Journalism / How I beat sexual addiction

This journal may not have any scientific application whatsoever, but it is a story of how I was able to conquer my own personal sexually depraved demons. Now, I wish to pass this knowledge unto you.

Please note, that it has taken me a long time to conquer this addiction, I’m in my late thirties.  Perhaps some people have been able to figure out a solution earlier than I have.  But for those of you who are still struggling with their own addiction, this information may be useful.

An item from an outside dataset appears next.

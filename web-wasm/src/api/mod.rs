//! カタログAPI連携

pub mod catalog;

pub use catalog::{catalog_client, FetchTransport};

Now, I’m not going to claim that I was a nymphomaniac (or perhaps I was without realizing it), so I won’t even try to compare my problem with anyone else’s.  I know that most of you have genuine [mental and emotional] deficiencies that won’t allow you to quit this way of living.  But if you can subscribe to the philosophy of mind over matter, I believe you can attain this goal as well.

This is a simple three step process that will take no time to implement.  All it takes is to realize the truth of it, and then you’ve got it.

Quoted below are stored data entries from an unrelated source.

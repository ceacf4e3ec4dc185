//! 実際のカタログAPIに対する結合テスト
//!
//! RECIPE_FINDER_LIVE_TESTS が設定されている場合のみ実行する

use recipe_finder_common::{
    load_detail, load_field, CatalogClient, Config, Error, ListField, Result, Transport,
};

struct ReqwestTransport {
    client: reqwest::Client,
}

impl Transport for ReqwestTransport {
    async fn get(&self, url: &str) -> Result<String> {
        let response = self
            .client
            .get(url)
            .send()
            .await
            .map_err(|e| Error::Transport(e.to_string()))?;

        if !response.status().is_success() {
            return Err(Error::Transport(format!("HTTP {}", response.status())));
        }

        response.text().await.map_err(|e| Error::Transport(e.to_string()))
    }
}

fn live_enabled() -> bool {
    match std::env::var("RECIPE_FINDER_LIVE_TESTS") {
        Ok(value) if !value.trim().is_empty() => true,
        _ => {
            eprintln!("RECIPE_FINDER_LIVE_TESTS not set; skipping live test");
            false
        }
    }
}

fn client() -> CatalogClient<ReqwestTransport> {
    let transport = ReqwestTransport {
        client: reqwest::Client::new(),
    };
    CatalogClient::new(transport, &Config::default())
}

#[tokio::test]
async fn live_search_and_lookup() {
    if !live_enabled() {
        return;
    }

    let client = client();
    let meals = client.search_by_name("chicken").await.expect("search failed");
    assert!(!meals.is_empty());

    let detail = load_detail(&client, &meals[0].id).await.expect("lookup failed");
    assert_eq!(detail.id, meals[0].id);
    assert!(detail.ingredients.len() <= 20);
}

#[tokio::test]
async fn live_lookup_missing() {
    if !live_enabled() {
        return;
    }

    let result = load_detail(&client(), "999999").await;
    assert!(matches!(result, Err(Error::NotFound(_))));
}

#[tokio::test]
async fn live_registry() {
    if !live_enabled() {
        return;
    }

    let client = client();
    for field in ListField::ALL {
        let values = load_field(&client, field).await;
        assert!(!values.is_empty(), "{:?} list is empty", field);
    }
}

Before I talk about the first step, I’m going to give you a little background on me.  I am a Scorpion male, and a college graduate.  We Scorpios are known to be extremely passionate, so in school, I was basically a powderkeg waiting to go off.  For my first three years, I was completely celibant, but by my fourth, I made a promise to myself to try and get something going.  (Which was a challenge, because not only was I a loser and a nerd, but I was in a lower social class than the rest of the girls.)  Long story short, I tried, failed, and wound up being branded a sexual deviant.  In attempts to quell my urges, I went on a spree of one night stands, which were destructive, to say the least.  I’ll be honest, it wasn’t out of lust so much as it was out of pain and redemption.  Gratification never came, because each time was never as good as the one before it.  I found myself dreaming about unsavory women, and not able to appreciate “good” women.  Which is normal, I believe.

In either case, what I was trying to do was sedate my loneliness by overindulging in a desperate act.  To find purpose in my existence, while simultaneously trying to end my own life.  But I came to realize that in doing so, I was giving to my oppressors exactly what they wanted; a long and excruciating fate.  I didn’t like them enough to give them that pleasure, so I stopped being a man whore, and found my inner peace.  Which leads to step 1;

1. Cherish your life.  

If you don’t, then you might as well roll over and die.  Happiness exists in 98% of our lifetime, it’s up to us to recognize it.

During my escapades, I was of the mind that I was enjoying what I was doing, when all the while, I gradually became less and less interested in the act.  Which is a hard thing for a man to admit, for if a man doesn’t have rugged manhood, he’s not a real man.  But you see, that’s the thing…  A man is a man no matter how he loves.  Same thing for a woman.  I found myself asking, “Am I really enjoying this?”  My mind was always saying “yes”, but my body said otherwise.  So I acknowledged what my body was saying to me.  My body said, “Yeah brain, I know you’re supposed to know what’s best for us, but look where you’ve gotten us so far.  Nowhere.  I think you’re about towards the end of this journey, so take a breather, you’ll enjoy it.”  Which leads to our next step;

2.  If you find yourself getting in the mood, just say, “Maybe later.”  Your own lack of interest will take care of the rest.

Remember; whatever legacy a man leaves behind is not influenced by how many mates he’s acquired.  Nobody even remembers them.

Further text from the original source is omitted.